The Wheel of Time Reread

The Wheel of Time Reread: A Memory of Light, Part 43

Hippy New Beer,! Welcome back to the Wheel of Time Reread!

Today’s entry covers Part 8 of Chapter 37 of A Memory of Light, in which regrets are had, fights are started, and consciences are surgically removed for the LOLZ.

Previous reread entries are here. The Wheel of Time Master Index is here, which has links to news, reviews, interviews, and all manner of information about the Wheel of Time in general. The index for all things specifically related to the final novel in the series, A Memory of Light, is here.

Also, for maximum coolness, the Wheel of Time reread is also now available as an ebook series, from your preferred ebook retailer!

This reread post, and all posts henceforth, contain spoilers for the entire Wheel of Time series. If you haven’t read, continue at your own risk.

And now, the post!

Before we get started, I want to say: Hi! Welcome to 2014, y’all! And as a New Year’s present to me, please go read this, and spread the word if you agree.

Thanks, and onward!


Chapter 37: The Last Battle [Part 8]

What Happens
With a team of twelve Whitecloaks and the copy medallion ter’angreal, Galad moves among the battle on the Heights, seeking enemy channelers. He engages three Sharan female channelers, using their shock when their weaves fail to affect him to close on them. After they are dispatched, Golever congratulates Galad with what Galad deems excessive fervor. A scout comes to inform him that he’s found Gawyn’s body; Galad goes there, but finds that Gawyn is still alive, barely.

“Galad… I failed.” Gawyn stared at the sky, eyes blank.

“You did well.”

“No. I failed. I should have… I should have stayed with her. I killed Hammar. Did you know that? I killed him. Light. I should have picked a side…”

Galad picks Gawyn up and tries to run, but is flung down by the indirect effects of another channeler’s attack. Gawyn tells him that he failed to kill Demandred, and to tell Egwene he loves her. Galad tells him he will not be left without a brother, but Gawyn tells him he has another.

“A son of… Tigraine… who went into the Waste… Son of a Maiden. Born on Dragonmount…”

Oh, Light.

“Don’t hate him, Galad,” Gawyn whispered. “I always hated him, but I stopped. I… stopped…”

Gawyn’s eyes stopped moving.

Galad stands, and tells Golever to take all of the men and go back to camp. Golever asks what he is going to do, and Galad tells him.

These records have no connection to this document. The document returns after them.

//! Inference provider abstractions for talentscout-runtime.
//!
//! A provider runs a hosted pretrained model on one input text. The
//! translator and question answerer collaborators are built on top of this
//! trait; nothing else in the workspace talks to a model.
//!
//! ## Security
//!
//! Providers hold their API token in an [`ApiToken`], which never shows up in
//! `Debug` or `Display` output.

use async_trait::async_trait;
use serde::{Deserialize, Serialize};
use std::time::Duration;
use thiserror::Error;

mod factory;
mod huggingface;
pub mod secrets;

pub use factory::{ProviderFactory, ProviderRegistry};
pub use huggingface::{HuggingFaceProvider, HuggingFaceProviderFactory, HF_API_TOKEN_ENV};
pub use secrets::{ApiToken, TokenSource};

/// Errors from inference providers.
#[derive(Error, Debug, Clone)]
pub enum ProviderError {
    #[error("HTTP request failed: {0}")]
    HttpError(String),

    #[error("Rate limit exceeded, retry after {retry_after:?}")]
    RateLimited { retry_after: Option<Duration> },

    #[error("Model {model} is loading, estimated {estimated:?}")]
    ModelLoading {
        model: String,
        estimated: Option<Duration>,
    },

    #[error("API error: {status} - {message}")]
    ApiError { status: u16, message: String },

    #[error("Response parse error: {0}")]
    ParseError(String),

    #[error("Authentication failed")]
    AuthError,

    #[error("Timeout after {0:?}")]
    Timeout(Duration),

    #[error("Provider not configured: {0}")]
    NotConfigured(String),
}

impl ProviderError {
    /// Whether repeating the same request may succeed.
    pub fn is_retryable(&self) -> bool {
        matches!(
            self,
            ProviderError::HttpError(_)
                | ProviderError::RateLimited { .. }
                | ProviderError::ModelLoading { .. }
                | ProviderError::Timeout(_)
        )
    }

    /// How long the server asked us to wait, if it said.
    pub fn retry_hint(&self) -> Option<Duration> {
        match self {
            ProviderError::RateLimited { retry_after } => *retry_after,
            ProviderError::ModelLoading { estimated, .. } => *estimated,
            _ => None,
        }
    }
}

/// Kind of model being invoked; decides the response field to read.
#[derive(Debug, Clone, Copy, PartialEq, Eq, Hash, Serialize, Deserialize)]
#[serde(rename_all = "snake_case")]
pub enum InferenceTask {
    /// Sequence-to-sequence translation (e.g. `Helsinki-NLP/opus-mt-*`).
    Translation,
    /// Instruction-following text generation (e.g. `google/flan-t5-base`).
    Text2Text,
}

/// One model invocation.
#[derive(Debug, Clone, PartialEq, Eq)]
pub struct InferenceRequest {
    pub model: String,
    pub task: InferenceTask,
    pub inputs: String,
    /// Generation length cap, for text-to-text models.
    pub max_length: Option<u32>,
}

impl InferenceRequest {
    pub fn translation(model: impl Into<String>, inputs: impl Into<String>) -> Self {
        Self {
            model: model.into(),
            task: InferenceTask::Translation,
            inputs: inputs.into(),
            max_length: None,
        }
    }

    pub fn text2text(model: impl Into<String>, inputs: impl Into<String>, max_length: u32) -> Self {
        Self {
            model: model.into(),
            task: InferenceTask::Text2Text,
            inputs: inputs.into(),
            max_length: Some(max_length),
        }
    }
}

/// Per-call transport settings.
#[derive(Debug, Clone)]
pub struct InferenceConfig {
    /// Request timeout
    pub timeout: Duration,

    /// Ask the host to block until a cold model is loaded instead of
    /// answering 503.
    pub wait_for_model: bool,
}

impl Default for InferenceConfig {
    fn default() -> Self {
        Self {
            timeout: Duration::from_secs(15),
            wait_for_model: true,
        }
    }
}

/// Output of a model invocation.
#[derive(Debug, Clone, PartialEq, Eq)]
pub struct InferenceResponse {
    pub text: String,
    pub model: String,
}

/// Provider abstraction allows swapping inference backends.
#[async_trait]
pub trait InferenceProvider: Send + Sync {
    /// Run the model named in `request` on its input.
    async fn infer(
        &self,
        request: InferenceRequest,
        config: &InferenceConfig,
    ) -> Result<InferenceResponse, ProviderError>;

    /// Check if provider is usable.
    async fn health_check(&self) -> bool;

    /// Provider name for logs.
    fn name(&self) -> &str;
}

“I will bring Light to the Shadow. I will bring justice to the Forsaken.”

Egwene feels Gawyn die, and screams in agony, attacking the Sharans wildly. Silviana begs her to stop lest she hurt her own people. Egwene realizes how foolish she was to think she would be able to fight through this pain, and lets saidar go. Someone carries her off the field via gateway.

Tam’s archers run out of arrows, and can only watch as the Whitecloaks, Perrin’s Wolf Guard, and the Ghealdanin fight desperately to hold the riverbank. Tam calls for the archers to leave their bows behind and arm with what weapons they can find, and goes to aid the Whitecloaks.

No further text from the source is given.